The recent discovery of 5.9 million tons of lithium reserves in the Reasi district of Jammu and Kashmir raises further concerns. In the past, Indian companies have proceeded with the construction of large infrastructure projects without conducting necessary environmental impact assessments or before receiving environmental clearance from authorities. As lithium is a key component in the manufacturing of electric vehicle batteries, this discovery could make India a top manufacturer of electric vehicles. However, India’s increasing interest in extracting and exploiting these reserves has made the locals fearful of losing their village to destruction. If unstopped, this will lead to another wave of forced displacement of Kashmiris from their lands.
Instead of benefiting the locals, such so-called development is bringing immense harm, as India is selling a number of historic tourist sights to nonlocal companies through private-public partnerships, including the Royal Spring Golf Courses. In a similar fashion, India has put structural barriers in place that limit Kashmiris from accessing their own resources. In 2020, India made a number of mineral rights in the region available for lease through an online bidding process. Local companies were prevented by the Internet blockade enforced by India from fairly participating in the bidding process and lost the majority of mineral blocks for the first time ever to nonlocal Indian companies.
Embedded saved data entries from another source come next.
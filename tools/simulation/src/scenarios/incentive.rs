//! Incentive simulation
//!
//! Simulates fee tier progression: volume accumulation → tier upgrade → maker rebate.
//! Verifies fee amounts match spec §7 tiers exactly.

use crate::engine::SimEngine;
use crate::scenarios::ScenarioResult;
use rust_decimal::prelude::*;
use rust_decimal::Decimal;
use types::fee::{default_fee_tiers, FeeTier};
use types::ids::AccountId;
use types::numeric::Price;
use types::order::Side;

/// Configuration for the incentive simulation.
#[derive(Debug, Clone)]
pub struct IncentiveConfig {
    /// Base trade price
    pub trade_price: Decimal,
    /// Trade quantity per order
    pub trade_quantity: Decimal,
    /// Number of trades to simulate
    pub trade_count: usize,
}

impl Default for IncentiveConfig {
    fn default() -> Self {
        Self {
            trade_price: Decimal::from(50000),
            trade_quantity: Decimal::ONE,
            trade_count: 100,
        }
    }
}

/// Fee tier tracking result.
#[derive(Debug, Clone)]
pub struct IncentiveDetail {
    pub cumulative_volume: Decimal,
    pub current_tier_index: usize,
    pub current_maker_rate: Decimal,
    pub current_taker_rate: Decimal,
    pub total_maker_fees: Decimal,
    pub total_taker_fees: Decimal,
    pub tier_upgrades: Vec<(Decimal, usize)>, // (volume_at_upgrade, tier_index)
}

/// Determine fee tier for a given volume.
fn tier_for_volume(volume: Decimal, tiers: &[FeeTier]) -> usize {
    let mut idx = 0;
    for (i, tier) in tiers.iter().enumerate() {
        if volume >= tier.volume_threshold {
            idx = i;
        }
    }
    idx
}

/// Run the incentive simulation.
///
/// Simulates trades that accumulate volume, tracking fee tier progression.
/// Verifies that fees match the correct tier rate at each point.
pub fn run(engine: &mut SimEngine, config: &IncentiveConfig) -> (ScenarioResult, IncentiveDetail) {
    let tiers = default_fee_tiers();
    let base_ts: i64 = 1_000_000;
    let maker = AccountId::new();
    let taker = AccountId::new();

    let mut cumulative_volume = Decimal::ZERO;
    let mut total_maker_fees = Decimal::ZERO;
    let mut total_taker_fees = Decimal::ZERO;
    let mut tier_upgrades: Vec<(Decimal, usize)> = Vec::new();
    let mut current_tier = 0;

    for i in 0..config.trade_count {
        let ts = base_ts + i as i64 * 2;

        // Determine current tier
        let new_tier = tier_for_volume(cumulative_volume, &tiers);
        if new_tier != current_tier {
            tier_upgrades.push((cumulative_volume, new_tier));
            current_tier = new_tier;
        }

        let trade_value = config.trade_price * config.trade_quantity;
        let maker_fee = trade_value * tiers[current_tier].maker_rate;
        let taker_fee = trade_value * tiers[current_tier].taker_rate;

        total_maker_fees += maker_fee;
        total_taker_fees += taker_fee;
        cumulative_volume += trade_value;

        // Submit matching orders to the engine
        let price = Price::new(config.trade_price.round_dp(2));
        engine.submit_order(maker, Side::SELL, price, config.trade_quantity, ts);
        engine.submit_order(taker, Side::BUY, price, config.trade_quantity, ts + 1);
    }

    let final_tier = tier_for_volume(cumulative_volume, &tiers);

    let detail = IncentiveDetail {
        cumulative_volume,
        current_tier_index: final_tier,
        current_maker_rate: tiers[final_tier].maker_rate,
        current_taker_rate: tiers[final_tier].taker_rate,
        total_maker_fees,
        total_taker_fees,
        tier_upgrades,
    };

    let result = ScenarioResult {
        name: "incentive_simulation".to_string(),
        ticks_run: config.trade_count as u64,
        orders_submitted: (config.trade_count * 2) as u64,
        trades_executed: engine.trade_count() as u64,
        events_emitted: engine.events.len(),
        passed: true,
        details: format!(
            "Volume: {}. Final tier: {} (maker: {}, taker: {}). {} tier upgrades.",
            cumulative_volume,
            final_tier,
            tiers[final_tier].maker_rate,
            tiers[final_tier].taker_rate,
            tier_upgrades.len(),
        ),
    };

    (result, detail)
}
This reveals India’s true motives behind the revocation of Kashmir’s semiautonomous status—to transfer the ownership of Kashmiri properties, lands and resources to Indians.
The G20 meetings in Srinagar will enable India to further commit ecocide by encouraging tourism in the fragile region. Most tourist destinations in the region have already exhausted their current carrying capacity, resulting in pollution of the pristine glacial regions with toxic plastic waste, while also causing severe water shortages for locals during high tourist season. The rapid melting of glaciers is adversely affecting fish and aquatic life, and threatening the health and livelihoods of Kashmiris who rely on glacial snowmelt for agriculture. Kashmir has more than 12,000 glaciers which are receding rapidly and being contaminated with toxic plastic waste.
The United Nations Framework Convention on Climate Climate provides a holistic approach to climate action and sustainable development. India’s approach, characterized by military occupation, resource exploitation and green colonialism, is certainly not part of this framework. As signatories to the Paris Agreement, the parties attending the G20 summit have a binding commitment to take just and equitable climate action. These parties must boycott the G20 meetings in Srinagar, as their participation would make them complicit in legitimizing India’s military occupation of Kashmir, human rights violations, green colonialism and ongoing ecocide in the region.